| EXERCISE PROMPT |
Search the data for the string "explain" and extract every line where it appears.

STORED DATA section start

//! Score accumulation shared by every quiz strategy.
//!
//! Scores are a pure running sum of contributions, so the final map does not
//! depend on answer order. Winners are the strictly highest score; ties go to
//! the candidate that comes first in enumeration order.

use super::question::{Candidate, Contribution, QuizAnswerMap, QuizQuestion};

/// Accumulated points for every candidate of one kind, in enumeration order.
#[derive(Clone, Debug, PartialEq, Eq, Hash)]
#[cfg_attr(feature = "serde", derive(serde::Serialize, serde::Deserialize))]
pub struct ScoreMap<K> {
    entries: Vec<(K, i32)>,
}

impl<K: Candidate> Default for ScoreMap<K> {
    fn default() -> Self {
        Self::new()
    }
}

impl<K: Candidate> ScoreMap<K> {
    /// Every candidate at zero.
    pub fn new() -> Self {
        Self {
            entries: K::candidates().iter().map(|k| (*k, 0)).collect(),
        }
    }

    pub fn get(&self, candidate: K) -> i32 {
        self.entries
            .iter()
            .find(|(k, _)| *k == candidate)
            .map_or(0, |(_, score)| *score)
    }

    pub fn add(&mut self, candidate: K, points: i32) {
        if let Some((_, score)) = self.entries.iter_mut().find(|(k, _)| *k == candidate) {
            *score = score.saturating_add(points);
        }
    }

    pub fn add_contributions<'a>(&mut self, contributions: impl IntoIterator<Item = &'a Contribution<K>>) {
        for contribution in contributions {
            self.add(contribution.candidate, contribution.points);
        }
    }

    /// Sum of two maps. Merging is associative and commutative.
    #[must_use]
    pub fn merged(&self, other: &ScoreMap<K>) -> Self {
        let mut merged = self.clone();
        for (candidate, points) in other.iter() {
            merged.add(candidate, points);
        }
        merged
    }

    pub fn iter(&self) -> impl Iterator<Item = (K, i32)> + '_ {
        self.entries.iter().copied()
    }

    /// Candidate with the strictly highest score; the earliest one wins ties.
    pub fn top_key(&self) -> K {
        self.top_key_among(K::candidates())
            .unwrap_or(K::candidates()[0])
    }

    /// Like [`top_key`](Self::top_key) but restricted to `allowed`.
    ///
    /// Ties still resolve by enumeration order, not by the order of `allowed`.
    pub fn top_key_among(&self, allowed: &[K]) -> Option<K> {
        let mut best: Option<(K, i32)> = None;
        for (candidate, score) in self.iter() {
            if !allowed.contains(&candidate) {
                continue;
            }
            match best {
                Some((_, best_score)) if score <= best_score => {}
                _ => best = Some((candidate, score)),
            }
        }
        best.map(|(candidate, _)| candidate)
    }

    /// Candidates from highest to lowest score; equal scores keep enumeration order.
    pub fn ranked(&self) -> Vec<K> {
        let mut entries = self.entries.clone();
        entries.sort_by(|a, b| b.1.cmp(&a.1));
        entries.into_iter().map(|(candidate, _)| candidate).collect()
    }
}

/// Sums the contributions of every answered question in `questions`.
///
/// Answers to questions outside `questions`, and option indices out of range,
/// contribute nothing.
pub fn accumulate_score_map<K: Candidate>(
    questions: &[QuizQuestion<K>],
    answers: &QuizAnswerMap,
) -> ScoreMap<K> {
    let mut scores = ScoreMap::new();
    for influence in explain(questions, answers) {
        scores.add_contributions(&influence.contributions);
    }
    scores
}

/// Winner of a score map.
pub fn top_key<K: Candidate>(scores: &ScoreMap<K>) -> K {
    scores.top_key()
}

/// What one answered question contributed.
#[derive(Clone, Debug, PartialEq, Eq, Hash)]
#[cfg_attr(feature = "serde", derive(serde::Serialize, serde::Deserialize))]
pub struct QuestionInfluence<K> {
    pub question_id: String,
    pub option_index: usize,
    pub option_label: String,
    pub contributions: Vec<Contribution<K>>,
}

/// Contribution trail in the order the questions were answered.
pub fn explain<K: Candidate>(
    questions: &[QuizQuestion<K>],
    answers: &QuizAnswerMap,
) -> Vec<QuestionInfluence<K>> {
    answers
        .iter()
        .filter_map(|answer| {
            let question = questions.iter().find(|q| q.id == answer.question_id)?;
            let option = question.option(answer.option_index)?;
            Some(QuestionInfluence {
                question_id: question.id.clone(),
                option_index: answer.option_index,
                option_label: option.label.clone(),
                contributions: option.contributions.clone(),
            })
        })
        .collect()
}

/// Scores, winner and explanation trail of one candidate kind.
#[derive(Clone, Debug, PartialEq, Eq, Hash)]
#[cfg_attr(feature = "serde", derive(serde::Serialize, serde::Deserialize))]
pub struct ScoreBreakdown<K> {
    pub scores: ScoreMap<K>,
    pub winner: K,
    pub influences: Vec<QuestionInfluence<K>>,
}

pub fn score<K: Candidate>(questions: &[QuizQuestion<K>], answers: &QuizAnswerMap) -> ScoreBreakdown<K> {
    let influences = explain(questions, answers);
    let mut scores = ScoreMap::new();
    for influence in &influences {
        scores.add_contributions(&influence.contributions);
    }
    ScoreBreakdown {
        winner: scores.top_key(),
        scores,
        influences,
    }
}
//! Content configuration loader.

use std::path::Path;

use serde::{Deserialize, Serialize};
use typology_core::QuizStrategy;

use crate::loaders::{LoadResult, read_file};

/// Settings read from `config.toml` in a data directory.
///
/// Bank entries are file names relative to the data directory. A missing
/// entry selects the built-in bank for that strategy.
#[derive(Clone, Debug, Default, PartialEq, Eq, Serialize, Deserialize)]
#[serde(default)]
pub struct ContentConfig {
    pub default_strategy: QuizStrategy,
    pub quick_bank: Option<String>,
    pub deep_bank: Option<String>,
    /// Name seed applied to selections that carry none.
    pub name_seed: Option<u64>,
}

impl ContentConfig {
    /// Configured bank file for a strategy, if any.
    pub fn bank_file(&self, strategy: QuizStrategy) -> Option<&str> {
        match strategy {
            QuizStrategy::Quick => self.quick_bank.as_deref(),
            QuizStrategy::Deep => self.deep_bank.as_deref(),
        }
    }
}

/// Loader for content configuration from TOML files.
pub struct ConfigLoader;

impl ConfigLoader {
    /// Load config data from a TOML file.
    pub fn load(path: &Path) -> LoadResult<ContentConfig> {
        let content = read_file(path)?;
        let config: ContentConfig = toml::from_str(&content)
            .map_err(|e| anyhow::anyhow!("Failed to parse config TOML: {}", e))?;

        Ok(config)
    }
}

STORED DATA section end

| ANSWER SPACE |
    for influence in explain(questions, answers) {
pub fn explain<K: Candidate>(
    let influences = explain(questions, answers);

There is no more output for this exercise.